Ich schaue wieder zu Nora, die mich immer noch ansieht, als würde MJ nicht existieren. Sie streckt die Hand aus, möchte, dass ich absteige und zu ihr komme. Noch immer steht die Luft um sie herum völlig still.
Soll ich zu ihr gehen? Soll ich bei MJ und diesem albernen romantischen Ausflug bleiben, der eine meiner liebsten Erinnerungen ist, über die wir immer gelacht haben? Oder soll ich vom Pferd steigen und zu Nora gehen? Der Frau, die mir helfen soll … wie nannte sie es? Aufzublühen?

Ruckartig und fast schmerzhaft erwache ich und schnappe nach Luft. Meine Gefühle sind völlig durcheinander, und ich stelle fest, dass es nur ein Traum war, verspüre aber dennoch die unglaubliche Qual des Verlusts. Ich möchte diese schönen Erinnerungen an MJ nicht loslassen, doch gleichzeitig verspüre ich eine innere Leere, weil ich nicht abgestiegen und zu Nora gegangen bin.
„Verfluchte Scheiße“, murmele ich frustriert und habe ein schlechtes Gewissen, gleichzeitig von Nora und MJ geträumt zu haben.

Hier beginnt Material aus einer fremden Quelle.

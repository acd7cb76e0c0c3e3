//! Types module
//!
//! Contains core data structures used throughout the application.
//! This module organizes types into logical submodules:
//! - `address`: Address and token identity types
//! - `holder`: Per-address balance records
//! - `supply`: Per-token supply aggregates
//! - `transfer`: Transfer events, records and outcomes
//! - `error`: Error types for the supply tracker

pub mod address;
pub mod error;
pub mod holder;
pub mod supply;
pub mod transfer;

pub use address::{Address, TokenId, ADDRESS_LEN};
pub use error::SupplyError;
pub use holder::{Holder, HolderSnapshot};
pub use supply::{Supply, SupplySnapshot, TokenState};
pub use transfer::{TransferEvent, TransferOutcome, TransferRecord, Underflow, UnderflowSubject};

Hitze durchfährt mich, als ich noch etwas anderes bemerke.
Meinen Körper.
Genauer gesagt, meinen Schwanz.
Er ist steinhart und beult die Bettdecke aus. Ich kann nicht sagen, ob ich wegen MJ oder Nora eine Erektion habe oder weil ich ein Mann bin, der schon lange keinen Sex mehr hatte.
Da ich mich nicht entscheiden mag, an welche Frau ich denken soll, während ich es mir selbst mache, ignoriere ich den Ständer und stehe auf.
Jetzt steht erst einmal eine kalte Dusche an.